Families need to be assured that their children will not be behind when schools re-open. This must include a commitment to providing additional resources and supports for children who need it. But it also means that schools should plan to adapt and modify the curriculum to meet the needs of the majority of students — not the minority who will have moved forward during this pandemic.

Social and emotional learning must comprise a much greater part of the curriculum when schools re-open. Existing standards and measurements should be re-evaluated. Instead of pushing kids to catch up in the race to an arbitrary finish line, we need to question why that line exists in the first place and if there are better ways of measuring learning.

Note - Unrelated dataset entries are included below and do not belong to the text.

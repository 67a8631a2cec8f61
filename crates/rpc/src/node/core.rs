//! Shared state of an active node.

use std::num::NonZeroUsize;
use std::sync::Arc;
use std::sync::atomic::{AtomicU32, AtomicU64, Ordering};

use bytes::Bytes;
use dashmap::DashMap;
use lru::LruCache;
use parking_lot::{Mutex, RwLock};
use tether_transport::Connection;
use tokio::sync::{Semaphore, watch};
use tokio_util::sync::CancellationToken;
use tokio_util::task::TaskTracker;
use tracing::{debug, error, info};

use crate::call::{CallHandler, CallShape};
use crate::error::{Error, Result};
use crate::extension::BoundExtension;
use crate::fault::{ErrorRegistry, FaultEnvelope};
use crate::handshake::Negotiated;
use crate::node::{NodeConfig, NodeRole, NodeState};
use crate::protocol::{ResponsePayload, RpcFrame, RpcReference, StreamFrame, StreamOperation};
use crate::serialization::{FrameCodec, PayloadSerializer};
use crate::service::ServiceRegistry;

/// Which end of a call this node is.
#[derive(Debug, Clone, Copy, PartialEq, Eq)]
pub(crate) enum Side {
    /// We opened the call; we send upstream frames.
    Caller,
    /// The peer opened the call; we send downstream frames.
    Callee,
}

/// Lifecycle events delivered to the runner that owns a call.
#[derive(Debug)]
pub(crate) enum Control {
    Opened,
    Response(ResponsePayload),
    Failed(FaultEnvelope),
}

/// Dispatcher-side endpoints of one call.
#[derive(Clone)]
pub(crate) struct CallSlot {
    pub(crate) shape: CallShape,
    pub(crate) control: flume::Sender<Control>,
    pub(crate) data: flume::Sender<StreamFrame>,
    pub(crate) flow: flume::Sender<StreamOperation>,
    pub(crate) demand: Arc<AtomicU32>,
    pub(crate) cancel: CancellationToken,
}

impl CallSlot {
    /// Consume one outstanding `Start`, if any.
    pub(crate) fn take_demand(&self) -> bool {
        self.demand
            .fetch_update(Ordering::AcqRel, Ordering::Acquire, |d| d.checked_sub(1))
            .is_ok()
    }
}

/// Runner-side endpoints of one call.
pub(crate) struct CallChannels {
    pub(crate) reference: RpcReference,
    pub(crate) control: flume::Receiver<Control>,
    pub(crate) data: flume::Receiver<StreamFrame>,
    pub(crate) flow: flume::Receiver<StreamOperation>,
    pub(crate) demand: Arc<AtomicU32>,
    pub(crate) cancel: CancellationToken,
}

/// Registry, chains and faults, fixed once extensions are bound.
pub(crate) struct Dispatch {
    pub(crate) services: ServiceRegistry,
    pub(crate) errors: ErrorRegistry,
    pub(crate) outgoing: OutgoingChain,
}

/// The outgoing interceptor chain, composed once per shape.
pub(crate) struct OutgoingChain {
    pub(crate) single: CallHandler,
    pub(crate) upstream: CallHandler,
    pub(crate) downstream: CallHandler,
    pub(crate) bistream: CallHandler,
}

pub(crate) struct NodeCore {
    pub(crate) config: NodeConfig,
    pub(crate) role: NodeRole,
    pub(crate) negotiated: Negotiated,
    pub(crate) connection: Arc<dyn Connection>,
    pub(crate) codec: FrameCodec,
    pub(crate) serializer: PayloadSerializer,
    pub(crate) shutdown: CancellationToken,
    pub(crate) tasks: TaskTracker,
    pub(crate) permits: Arc<Semaphore>,
    state: watch::Sender<NodeState>,
    outbound: flume::Sender<Bytes>,
    next_reference: AtomicU64,
    outgoing: DashMap<RpcReference, CallSlot>,
    incoming: DashMap<RpcReference, CallSlot>,
    retired_outgoing: Mutex<LruCache<RpcReference, ()>>,
    retired_incoming: Mutex<LruCache<RpcReference, ()>>,
    dispatch: RwLock<Option<Arc<Dispatch>>>,
    extensions: RwLock<Vec<BoundExtension>>,
}

impl NodeCore {
    pub(crate) fn new(
        config: NodeConfig,
        role: NodeRole,
        negotiated: Negotiated,
        connection: Arc<dyn Connection>,
        codec: FrameCodec,
        state: watch::Sender<NodeState>,
        outbound: flume::Sender<Bytes>,
    ) -> Self {
        let retired =
            NonZeroUsize::new(config.retired_reference_capacity).unwrap_or(NonZeroUsize::MIN);
        Self {
            serializer: PayloadSerializer::new(config.payload_format),
            permits: Arc::new(Semaphore::new(config.max_concurrent_calls.max(1))),
            config,
            role,
            negotiated,
            connection,
            codec,
            shutdown: CancellationToken::new(),
            tasks: TaskTracker::new(),
            state,
            outbound,
            next_reference: AtomicU64::new(1),
            outgoing: DashMap::new(),
            incoming: DashMap::new(),
            retired_outgoing: Mutex::new(LruCache::new(retired)),
            retired_incoming: Mutex::new(LruCache::new(retired)),
            dispatch: RwLock::new(None),
            extensions: RwLock::new(Vec::new()),
        }
    }

    pub(crate) fn state(&self) -> NodeState {
        *self.state.borrow()
    }

    pub(crate) fn subscribe_state(&self) -> watch::Receiver<NodeState> {
        self.state.subscribe()
    }

    pub(crate) fn activate(&self, dispatch: Dispatch, extensions: Vec<BoundExtension>) {
        *self.dispatch.write() = Some(Arc::new(dispatch));
        *self.extensions.write() = extensions;
        self.state.send_if_modified(|state| {
            if *state == NodeState::Handshaking {
                *state = NodeState::Active;
                true
            } else {
                false
            }
        });
    }

    pub(crate) fn dispatch(&self) -> Option<Arc<Dispatch>> {
        self.dispatch.read().clone()
    }

    pub(crate) fn extensions(&self) -> Vec<BoundExtension> {
        self.extensions.read().clone()
    }

    pub(crate) fn next_reference(&self) -> RpcReference {
        RpcReference::new(self.next_reference.fetch_add(1, Ordering::Relaxed))
    }

    /// Queue a frame, waiting for room in the outbound queue.
    pub(crate) async fn send(&self, frame: RpcFrame) -> Result<()> {
        if self.shutdown.is_cancelled() {
            return Err(Error::ConnectionClosed);
        }

        let (direction, event) = frame.describe();
        debug!(
            "Sending {direction} {event} frame for {}",
            frame.call_reference()
        );

        let bytes = self.codec.encode(&frame)?;
        self.outbound
            .send_async(bytes)
            .await
            .map_err(|_| Error::ConnectionClosed)
    }

    /// Queue a frame from a context that cannot wait.
    pub(crate) fn send_detached(&self, frame: RpcFrame) {
        if self.shutdown.is_cancelled() {
            return;
        }

        let (direction, event) = frame.describe();
        let bytes = match self.codec.encode(&frame) {
            Ok(bytes) => bytes,
            Err(e) => {
                error!(
                    "Dropping {direction} {event} frame for {} that failed to encode: {e}",
                    frame.call_reference()
                );
                return;
            }
        };

        debug!(
            "Sending {direction} {event} frame for {}",
            frame.call_reference()
        );

        match self.outbound.try_send(bytes) {
            Ok(()) | Err(flume::TrySendError::Disconnected(_)) => {}
            Err(flume::TrySendError::Full(bytes)) => {
                if let Ok(runtime) = tokio::runtime::Handle::try_current() {
                    let outbound = self.outbound.clone();
                    runtime.spawn(async move {
                        let _ = outbound.send_async(bytes).await;
                    });
                }
            }
        }
    }

    fn slots(&self, side: Side) -> &DashMap<RpcReference, CallSlot> {
        match side {
            Side::Caller => &self.outgoing,
            Side::Callee => &self.incoming,
        }
    }

    fn retired(&self, side: Side) -> &Mutex<LruCache<RpcReference, ()>> {
        match side {
            Side::Caller => &self.retired_outgoing,
            Side::Callee => &self.retired_incoming,
        }
    }

    /// Create the channels of a new call. Returns `None` if the reference
    /// is already in use or the node is closing.
    pub(crate) fn register(
        &self,
        side: Side,
        reference: RpcReference,
        shape: CallShape,
    ) -> Option<CallChannels> {
        if self.shutdown.is_cancelled() {
            return None;
        }

        let (control_tx, control_rx) = flume::unbounded();
        let (data_tx, data_rx) = flume::unbounded();
        let (flow_tx, flow_rx) = flume::unbounded();
        let demand = Arc::new(AtomicU32::new(0));
        let cancel = self.shutdown.child_token();

        let slot = CallSlot {
            shape,
            control: control_tx,
            data: data_tx,
            flow: flow_tx,
            demand: Arc::clone(&demand),
            cancel: cancel.clone(),
        };

        match self.slots(side).entry(reference) {
            dashmap::mapref::entry::Entry::Occupied(_) => return None,
            dashmap::mapref::entry::Entry::Vacant(entry) => {
                entry.insert(slot);
            }
        }

        // A node that closed while the slot was inserted must not leave it
        // waiting forever.
        if self.shutdown.is_cancelled() {
            self.slots(side).remove(&reference);
            return None;
        }

        Some(CallChannels {
            reference,
            control: control_rx,
            data: data_rx,
            flow: flow_rx,
            demand,
            cancel,
        })
    }

    pub(crate) fn slot(&self, side: Side, reference: RpcReference) -> Option<CallSlot> {
        self.slots(side).get(&reference).map(|slot| slot.clone())
    }

    pub(crate) fn contains(&self, side: Side, reference: RpcReference) -> bool {
        self.slots(side).contains_key(&reference)
    }

    /// Forget a call and remember its reference as retired.
    pub(crate) fn retire(&self, side: Side, reference: RpcReference) {
        if self.slots(side).remove(&reference).is_some() {
            self.retired(side).lock().put(reference, ());
        }
    }

    pub(crate) fn is_retired(&self, side: Side, reference: RpcReference) -> bool {
        self.retired(side).lock().contains(&reference)
    }

    /// Number of calls in flight per side, for diagnostics.
    pub(crate) fn in_flight(&self) -> (usize, usize) {
        (self.outgoing.len(), self.incoming.len())
    }

    /// Move to `Closed`, cancel every call and release everything that
    /// could keep the node alive. Idempotent.
    pub(crate) fn close(&self, reason: &str) {
        let changed = self.state.send_if_modified(|state| {
            if *state == NodeState::Closed {
                false
            } else {
                *state = NodeState::Closed;
                true
            }
        });
        if !changed {
            return;
        }

        let (outgoing, incoming) = self.in_flight();
        info!(
            "Closing node ({reason}); {outgoing} outgoing and {incoming} incoming calls in flight"
        );

        self.shutdown.cancel();
        self.tasks.close();
        self.outgoing.clear();
        self.incoming.clear();
        self.dispatch.write().take();
        self.extensions.write().clear();
    }
}
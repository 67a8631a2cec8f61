//! The RPC node: one per connection.
//!
//! A node is built with [`NodeBuilder`], runs the handshake, then serves
//! registered services and carries outgoing calls until it closes.

mod builder;
pub mod config;
pub(crate) mod core;
mod dispatch;
mod transport;

use std::fmt;
use std::sync::Arc;

use tokio::sync::watch;

use crate::extension::{ExtensionIdentifier, NodeExtension};
use crate::serialization::SerializationFormat;

pub use builder::NodeBuilder;
pub use config::NodeConfig;
pub use transport::RpcTransport;

use self::core::NodeCore;

/// Lifecycle of a node.
#[derive(Debug, Clone, Copy, PartialEq, Eq, Hash)]
pub enum NodeState {
    /// Built, not yet talking.
    Created,
    /// Negotiating with the peer.
    Handshaking,
    /// Serving and calling.
    Active,
    /// Terminal.
    Closed,
}

impl fmt::Display for NodeState {
    fn fmt(&self, f: &mut fmt::Formatter<'_>) -> fmt::Result {
        let name = match self {
            Self::Created => "created",
            Self::Handshaking => "handshaking",
            Self::Active => "active",
            Self::Closed => "closed",
        };
        f.write_str(name)
    }
}

/// Which end of the connection a node is.
#[derive(Debug, Clone, Copy, PartialEq, Eq, Hash)]
pub enum NodeRole {
    /// Opened the connection and proposed the handshake.
    Client,
    /// Accepted the connection.
    Server,
}

impl fmt::Display for NodeRole {
    fn fmt(&self, f: &mut fmt::Formatter<'_>) -> fmt::Result {
        match self {
            Self::Client => f.write_str("client"),
            Self::Server => f.write_str("server"),
        }
    }
}

/// An active RPC node. Dropping it closes the connection.
pub struct RpcNode {
    core: Arc<NodeCore>,
}

impl RpcNode {
    pub(crate) const fn new(core: Arc<NodeCore>) -> Self {
        Self { core }
    }

    /// Handle for calls to the peer. Clones share the node.
    #[must_use]
    pub fn transport(&self) -> RpcTransport {
        RpcTransport::new(Arc::clone(&self.core))
    }

    /// Current lifecycle state.
    #[must_use]
    pub fn state(&self) -> NodeState {
        self.core.state()
    }

    /// Receiver for state changes.
    #[must_use]
    pub fn watch_state(&self) -> watch::Receiver<NodeState> {
        self.core.subscribe_state()
    }

    /// Whether this node connected or accepted.
    #[must_use]
    pub fn role(&self) -> NodeRole {
        self.core.role
    }

    /// Negotiated protocol version.
    #[must_use]
    pub fn protocol_version(&self) -> u32 {
        self.core.negotiated.version
    }

    /// Negotiated frame format.
    #[must_use]
    pub fn frame_format(&self) -> SerializationFormat {
        self.core.negotiated.frame_format
    }

    /// Extensions the peer advertised in the handshake.
    #[must_use]
    pub fn peer_extensions(&self) -> &[ExtensionIdentifier] {
        &self.core.negotiated.peer_extensions
    }

    /// The bound extension of type `T`, while the node is active.
    #[must_use]
    pub fn extension<T: NodeExtension>(&self) -> Option<Arc<T>> {
        self.core
            .extensions()
            .iter()
            .find_map(|bound| bound.downcast::<T>())
    }

    /// Close the node and wait for its tasks to finish.
    pub async fn shutdown(&self) {
        self.core.close("shutdown requested");
        self.core.tasks.wait().await;
    }

    /// Wait until the node closes for any reason and its tasks finished.
    pub async fn closed(&self) {
        let mut state = self.core.subscribe_state();
        let _ = state.wait_for(|s| *s == NodeState::Closed).await;
        self.core.tasks.wait().await;
    }
}

impl fmt::Debug for RpcNode {
    fn fmt(&self, f: &mut fmt::Formatter<'_>) -> fmt::Result {
        f.debug_struct("RpcNode")
            .field("role", &self.core.role)
            .field("state", &self.core.state())
            .field("connection", &self.core.connection.describe())
            .finish_non_exhaustive()
    }
}

impl Drop for RpcNode {
    fn drop(&mut self) {
        self.core.close("node dropped");
    }
}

Families need more than to be told they are not falling behind. They need to have the lessons that their children are learning and the strengths that they will bring back to the classroom recognized and valued. We are living in a moment in which society is being forced to recognize that it is the people who currently receive the least respect and the least rewards who are essential to our survival. It is not the lawyers, stock brokers and managers, but the healthcare workers, grocery, delivery, warehouse, domestic and agricultural workers who make our world run.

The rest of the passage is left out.